The first year, Swimply made about 400 reservations and raised $1.2 million from friends and family. In 2019, Swimply launched what Laskin calls a “proper” website and app with an automated platform. It grew “four to five times” that year, again mostly organically.
COVID Doesn’t Sink Swimply’s Business
When the COVID-19 pandemic hit, Swimply, pivoted to address the pandemic.
“We were the perfect solution for people when the world was falling on its head,” he said. The company restructured its offering to ensure that pool owners did not have to interact with guests. “It was the perfect, contact-free, self-serve experience to hang out and be with people you quarantined with.”
The CDC said it was safe to swim in a pool because chlorine could help kill the virus. That news was a big boon to Swimply’s business.
“On one end, it was a way for people to have a normal day and on the other, it helped give owners a way to earn an income, at a time when many people were being affected financially,” Laskin told TechCrunch.
Pool Company Grows 4000%
Swimply’s business took off in last year. Their revenue grew 4,000%. The company is now announcing a $10 million Series A round. Norwest Venture Partners led the financing, with participation from Trust Ventures and a number of angel investors such as Poshmark founder and CEO Manish Chandra; Rob Chesnut, former general counsel and chief ethics officer at Airbnb; Ancestry.com CEO Deborah Liu and Michael Curtis.

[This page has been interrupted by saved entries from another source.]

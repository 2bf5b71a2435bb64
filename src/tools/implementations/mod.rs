// ABOUTME: Module containing the WHOOP MCP tool implementations organized by category.
// ABOUTME: Profile tools return JSON; record tools return formatted text.
//
// SPDX-License-Identifier: MIT OR Apache-2.0
// Copyright (c) 2025 Pierre Fitness Intelligence

//! # Tool Implementations
//!
//! - `profile` - `get_user_profile`, `get_body_measurements`
//! - `records` - `get_recent_*` and `*_for_date_range` for cycles, recovery,
//!   sleep, and workouts

/// Profile and body measurement tools
pub mod profile;

/// Cycle, recovery, sleep, and workout tools
pub mod records;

Swimply is now operating its pool business around the country, with two cities in Canada, and five areas in Australia. The company plans to use its new capital in part to expand into new markets and toward product development.
How it Works
Swimply simply connects homeowners that have underutilized backyard spaces and pools with consumers who want a way to gather, cool off, or exercise. Customers can rent pools by the hour (the price ranges from $15 to $60 per hour) depending on the amenities.

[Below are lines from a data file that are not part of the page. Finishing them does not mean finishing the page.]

// ABOUTME: WHOOP MCP server binary speaking JSON-RPC over stdin/stdout
// ABOUTME: Loads configuration from the environment, builds the client, and serves until EOF
//
// SPDX-License-Identifier: MIT OR Apache-2.0
// Copyright (c) 2025 Pierre Fitness Intelligence

//! # WHOOP MCP Server Binary
//!
//! Intended to be launched by an MCP client (e.g. Claude Desktop) as a stdio
//! subprocess. Logs go to stderr.

use std::sync::Arc;

use anyhow::{anyhow, Result};
use clap::Parser;
use tracing::{error, info};
use whoop_mcp_server::{
    config::ServerConfig,
    logging::{LogFormat, LoggingConfig},
    mcp::{run_stdio, McpServer},
    providers::WhoopClient,
};

/// Command-line arguments for the WHOOP MCP server
#[derive(Parser)]
#[command(name = "whoop-mcp-server")]
#[command(about = "WHOOP MCP Server - cycles, recovery, sleep and workout data for LLMs")]
#[command(version)]
pub struct Args {
    /// Log output format (json, pretty, compact); overrides `LOG_FORMAT`
    #[arg(long, value_parser = parse_log_format)]
    log_format: Option<LogFormat>,
}

fn parse_log_format(raw: &str) -> Result<LogFormat, String> {
    LogFormat::from_str_param(raw)
        .ok_or_else(|| format!("unknown log format '{raw}', expected json, pretty, or compact"))
}

#[tokio::main]
async fn main() -> Result<()> {
    let args = Args::parse();

    let mut logging = LoggingConfig::from_env();
    if let Some(format) = args.log_format {
        logging = logging.with_format(format);
    }
    logging.init()?;

    let config = ServerConfig::from_env().map_err(|e| {
        error!("Failed to load configuration: {e}");
        anyhow!(e)
    })?;

    let client = WhoopClient::new(&config).map_err(|e| {
        error!("Failed to create WHOOP client: {e}");
        anyhow!(e)
    })?;

    let server = McpServer::with_builtin_tools(Arc::new(client));
    info!("Starting WHOOP MCP server");

    run_stdio(&server).await?;

    info!("WHOOP MCP server shutting down");
    Ok(())
}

“The shifting mindset from younger generations about ownership is a huge contributor to increased growth of the Swimply marketplace,” said co-founder Weinberger, who serves as Swimply’s COO. “Swimming is the third most popular activity for adults and number one for children, and yet no other company has tackled the aquatic space to make swimming more affordable and accessible…until now.”
“People can book and pay through our platform, and only 20% of hosts ever meet their guests,” Laskin said. “We’re enabling a new kind of consumer behavior with what we’re doing.”
Swimply now also offers a complimentary up to $1 million in insurance coverage per booking for liability and $10,000 for property damage.
“Last year, there were some owners who earned $10,000 a month. One owner in Denver earned $50,000 last year and he had signed up toward the end of the summer. He should make over $100,000 this year,” Laskin projects.
Ed Yip of Norwest Venture Partners said when he first heard of the concept of Swimply, he “didn’t know what to make of it.”
But the more he learned, the more excited he became.
“This is the Holy Grail for a consumer investor. We’re not changing consumer behavior, but rather [we] productize the experience and make it safer and easier on both sides,” Yip told TechCrunch.
What also gets Yip excited is the potential for Swimply to move beyond just swimming pools in the future. There’s a big demand from hosts wanting to list hot tubs and tennis courts. He sees Swimply turning into a marketplace for shared outdoor resources. That’s a big market opportunity that adds value on both sides, he explained.